- _TASK ITEM_:
What is the number of lines below that contain the word "async"? Respond with that number alone.

- _DATA SECTION_:
________________
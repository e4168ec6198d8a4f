use axum::{
    extract::{Path, Query, State},
    http::StatusCode,
    response::{IntoResponse, Redirect, Response},
    routing::{get, post},
    Json, Router,
};
use serde::Deserialize;
use serde_json::json;
use tracing::{info, warn};
use uuid::Uuid;
use wiz_catalog::parse_date;
use wiz_core::session::GUEST_REDIRECT;
use wiz_order::{GuestIdentity, PaymentOutcome};
use wiz_shared::format_cedis;

use crate::{error::AppError, middleware::Session, state::AppState};

#[derive(Debug, Deserialize)]
pub struct CreateReservationRequest {
    pub room_id: String,
    pub check_in: String,
    pub check_out: String,
    pub guests: u32,
}

#[derive(Debug, Deserialize)]
pub struct CheckoutQuery {
    pub draft: Option<String>,
}

#[derive(Debug, Deserialize)]
pub struct PaymentCallback {
    pub reference: String,
    pub outcome: PaymentOutcome,
}

pub fn routes() -> Router<AppState> {
    Router::new()
        .route("/v1/reservations", post(create_reservation))
        .route("/v1/checkout", get(checkout_view))
        .route("/v1/checkout/{draft_id}/payment", post(initiate_payment))
        .route("/v1/checkout/{draft_id}/callback", post(payment_callback))
}

async fn create_reservation(
    State(state): State<AppState>,
    Json(req): Json<CreateReservationRequest>,
) -> Result<(StatusCode, Json<serde_json::Value>), AppError> {
    let room = state
        .catalog
        .get(&req.room_id)
        .ok_or_else(|| AppError::NotFoundError(format!("Room not found: {}", req.room_id)))?;
    let check_in = parse_date(&req.check_in)?;
    let check_out = parse_date(&req.check_out)?;

    let draft = state.drafts.open(room, check_in, check_out, req.guests).await?;
    info!("Reservation draft {} for {} ({} nights)", draft.id, room.id, draft.nights);

    Ok((
        StatusCode::CREATED,
        Json(json!({
            "checkout_url": format!("/v1/checkout?draft={}", draft.id),
            "total_display": format_cedis(draft.total_pesewas),
            "draft": draft,
        })),
    ))
}

/// Checkout refuses to render without a live draft and sends the guest back
/// to the room listing instead.
async fn checkout_view(State(state): State<AppState>, Query(query): Query<CheckoutQuery>) -> Response {
    let draft_id = query.draft.as_deref().and_then(|raw| Uuid::parse_str(raw).ok());
    let draft = match draft_id {
        Some(id) => state.drafts.get(id).await,
        None => None,
    };

    let Some(draft) = draft else {
        return Redirect::to(GUEST_REDIRECT).into_response();
    };

    let session = state.checkout.session(draft.id).await;
    Json(json!({
        "gateway_ready": state.checkout.gateway_ready(),
        "total_display": format_cedis(draft.total_pesewas),
        "session": session,
        "draft": draft,
    }))
    .into_response()
}

async fn initiate_payment(
    State(state): State<AppState>,
    session: Session,
    Path(draft_id): Path<Uuid>,
    Json(identity): Json<GuestIdentity>,
) -> Result<Response, AppError> {
    match state.checkout.initiate(draft_id, &identity, session.user()).await {
        Ok(request) => Ok(Json(request).into_response()),
        Err(e) => {
            state.metrics.checkout_failed(e.kind());
            Err(e.into())
        }
    }
}

async fn payment_callback(
    State(state): State<AppState>,
    Path(draft_id): Path<Uuid>,
    Json(callback): Json<PaymentCallback>,
) -> Result<Response, AppError> {
    match state
        .checkout
        .complete(draft_id, &callback.reference, callback.outcome)
        .await
    {
        Ok(confirmation) => {
            state.metrics.booking_confirmed();
            Ok((StatusCode::CREATED, Json(confirmation)).into_response())
        }
        Err(e) => {
            state.metrics.checkout_failed(e.kind());
            // The guest may have been charged; answer with the reference to keep.
            match e.charged_reference().map(str::to_string) {
                Some(reference) => {
                    warn!("Payment {} accepted without a stored booking ({})", reference, e.kind());
                    Ok((
                        StatusCode::ACCEPTED,
                        Json(json!({ "reference": reference, "warning": e.to_string() })),
                    )
                        .into_response())
                }
                None => Err(e.into()),
            }
        }
    }
}
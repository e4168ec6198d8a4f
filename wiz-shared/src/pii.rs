use serde::{Deserialize, Serialize, Serializer};
use std::fmt;

/// Wrapper for guest contact details (email, phone) that must not leak into
/// log output. Serialization still yields the real value so API responses and
/// stored documents are unaffected.
#[derive(Clone, PartialEq, Eq, Deserialize)]
#[serde(transparent)]
pub struct Masked<T>(pub T);

impl<T> fmt::Debug for Masked<T> {
    fn fmt(&self, f: &mut fmt::Formatter<'_>) -> fmt::Result {
        write!(f, "********")
    }
}

impl<T> fmt::Display for Masked<T> {
    fn fmt(&self, f: &mut fmt::Formatter<'_>) -> fmt::Result {
        write!(f, "********")
    }
}

impl<T: Serialize> Serialize for Masked<T> {
    fn serialize<S>(&self, serializer: S) -> Result<S::Ok, S::Error>
    where
        S: Serializer,
    {
        self.0.serialize(serializer)
    }
}

impl<T> Masked<T> {
    pub fn new(value: T) -> Self {
        Self(value)
    }

    pub fn expose(&self) -> &T {
        &self.0
    }

    pub fn into_inner(self) -> T {
        self.0
    }
}

impl From<String> for Masked<String> {
    fn from(value: String) -> Self {
        Self(value)
    }
}

#[cfg(test)]
mod tests {
    use super::*;

    #[test]
    fn test_masked_hides_value_in_logs() {
        let email = Masked::new("guest@example.com".to_string());
        assert_eq!(format!("{:?}", email), "********");
        assert_eq!(format!("{}", email), "********");
    }

    #[test]
    fn test_masked_serializes_real_value() {
        let phone = Masked::new("+233200000000".to_string());
        let json = serde_json::to_string(&phone).unwrap();
        assert_eq!(json, "\"+233200000000\"");

        let back: Masked<String> = serde_json::from_str(&json).unwrap();
        assert_eq!(back.expose(), "+233200000000");
    }
}
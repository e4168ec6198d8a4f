pub mod booking;
pub mod repository;
pub mod identity;
pub mod payment;
pub mod flags;
pub mod session;

pub use booking::{Booking, BookingStatus, NewBooking};
pub use flags::{ClientId, FlagKey, FlagStore, Theme};
pub use identity::{AuthError, AuthSession, AuthUser, IdentityProvider, Role, UserProfile};
pub use payment::{PaymentGateway, PaymentRequest, TransactionStatus, VerifiedTransaction};
pub use repository::{BookingRepository, ProfileRepository};
pub use session::{OperatorElevation, RouteAccess, SessionContext, SessionProvider, SessionResolver, SessionState};

/// Error type used at the trait seams to the hosted services.
pub type BoxError = Box<dyn std::error::Error + Send + Sync>;

#[derive(Debug, thiserror::Error)]
pub enum CoreError {
    #[error("Validation failed: {0}")]
    ValidationError(String),
    #[error("Not found: {0}")]
    NotFound(String),
    #[error("Internal service error: {0}")]
    InternalError(String),
    #[error("Identity verification failed: {0}")]
    IdentityError(String),
}

pub type CoreResult<T> = Result<T, CoreError>;
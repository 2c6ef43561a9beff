//! Busy-wait timing over the free-running Timer0 counter

use embedded_hal::blocking::delay::DelayMs;

use crate::config::TICK_COUNTS;
use crate::hal::PeripheralHandle;

/// Block for `ticks` coarse ticks of 320 us each.
///
/// The 8-bit counter wraps freely; the unsigned difference against the
/// start sample stays correct across the wrap.
pub fn wait_ticks<P: PeripheralHandle>(io: &P, ticks: u16) {
    for _ in 0..ticks {
        let start = io.read_counter();
        while io.read_counter().wrapping_sub(start) < TICK_COUNTS {}
    }
}

/// Block for `counts` raw counter increments, used to pace SCK edges.
pub fn fine_wait<P: PeripheralHandle>(io: &P, counts: u8) {
    let start = io.read_counter();
    while io.read_counter().wrapping_sub(start) < counts {}
}

/// Block for roughly `ms` milliseconds (3.125 coarse ticks per ms).
pub fn delay_ms<P: PeripheralHandle>(io: &P, ms: u16) {
    wait_ticks(io, ms_to_ticks(ms));
}

pub(crate) const fn ms_to_ticks(ms: u16) -> u16 {
    // 1 ms / 320 us = 25/8 ticks
    (ms as u32 * 25 / 8) as u16
}

/// Adapter exposing the tick counter as an `embedded-hal` delay.
pub struct TickDelay<'a, P: PeripheralHandle> {
    io: &'a P,
}

impl<'a, P: PeripheralHandle> TickDelay<'a, P> {
    pub fn new(io: &'a P) -> Self {
        Self { io }
    }
}

impl<P: PeripheralHandle> DelayMs<u16> for TickDelay<'_, P> {
    fn delay_ms(&mut self, ms: u16) {
        delay_ms(self.io, ms);
    }
}

#[cfg(test)]
mod tests {
    use super::*;
    use crate::sim::SimFixture;

    #[test]
    fn wait_spans_counter_wraparound() {
        // Counter starts near its maximum so one full tick must cross 0xFF.
        let io = SimFixture::with_counter(250, 1);
        wait_ticks(&io, 1);
        // 60 increments past the start sample: one read for the start,
        // then one per increment until the difference reaches the tick.
        assert_eq!(io.counter_reads(), 61);
        assert_eq!(io.counter_value(), 55);
    }

    #[test]
    fn wait_never_returns_early() {
        let io = SimFixture::with_counter(0, 1);
        wait_ticks(&io, 2);
        // Each tick needs at least TICK_COUNTS counter increments.
        assert!(io.counter_reads() >= 2 * TICK_COUNTS as u32);
    }

    #[test]
    fn fine_wait_uses_raw_counts() {
        let io = SimFixture::with_counter(10, 1);
        fine_wait(&io, 3);
        assert_eq!(io.counter_reads(), 4);
    }

    #[test]
    fn ms_conversion_rounds_down() {
        assert_eq!(ms_to_ticks(1), 3);
        assert_eq!(ms_to_ticks(100), 312);
        assert_eq!(ms_to_ticks(2000), 6250);
    }
}
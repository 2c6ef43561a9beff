//! Software-serial debug console (9600 8N1 on PA7)
//!
//! Engineering aid only, compiled in with the `debug` feature; the LED
//! remains the sole operator-facing channel.

use avr_device::attiny84::{PORTA, TC0};
use core::convert::Infallible;
use core::marker::PhantomData;

const TX: u8 = 7;

// Timer0 counts per bit at 9600 baud (104 us / 5.33 us per count)
const BIT_COUNTS: u8 = 20;

pub struct TraceConsole {
    _marker: PhantomData<()>,
}

impl TraceConsole {
    pub fn new() -> Self {
        unsafe {
            let porta = &*PORTA::ptr();
            porta.porta.modify(|r, w| w.bits(r.bits() | (1 << TX)));
            porta.ddra.modify(|r, w| w.bits(r.bits() | (1 << TX)));
        }
        Self {
            _marker: PhantomData,
        }
    }

    pub fn write_byte(&mut self, byte: u8) {
        unsafe {
            let porta = &*PORTA::ptr();
            // Start bit
            porta.porta.modify(|r, w| w.bits(r.bits() & !(1 << TX)));
            bit_wait();
            // Data bits, LSB first
            for bit in 0..8 {
                if byte & (1 << bit) != 0 {
                    porta.porta.modify(|r, w| w.bits(r.bits() | (1 << TX)));
                } else {
                    porta.porta.modify(|r, w| w.bits(r.bits() & !(1 << TX)));
                }
                bit_wait();
            }
            // Stop bit
            porta.porta.modify(|r, w| w.bits(r.bits() | (1 << TX)));
            bit_wait();
        }
    }
}

impl Default for TraceConsole {
    fn default() -> Self {
        Self::new()
    }
}

impl ufmt::uWrite for TraceConsole {
    type Error = Infallible;

    fn write_str(&mut self, s: &str) -> Result<(), Self::Error> {
        for byte in s.bytes() {
            self.write_byte(byte);
        }
        Ok(())
    }
}

fn bit_wait() {
    unsafe {
        let tc0 = &*TC0::ptr();
        let start = tc0.tcnt0.read().bits();
        while tc0.tcnt0.read().bits().wrapping_sub(start) < BIT_COUNTS {}
    }
}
________________
- _RESPONSE FOR THIS EXERCISE_:
4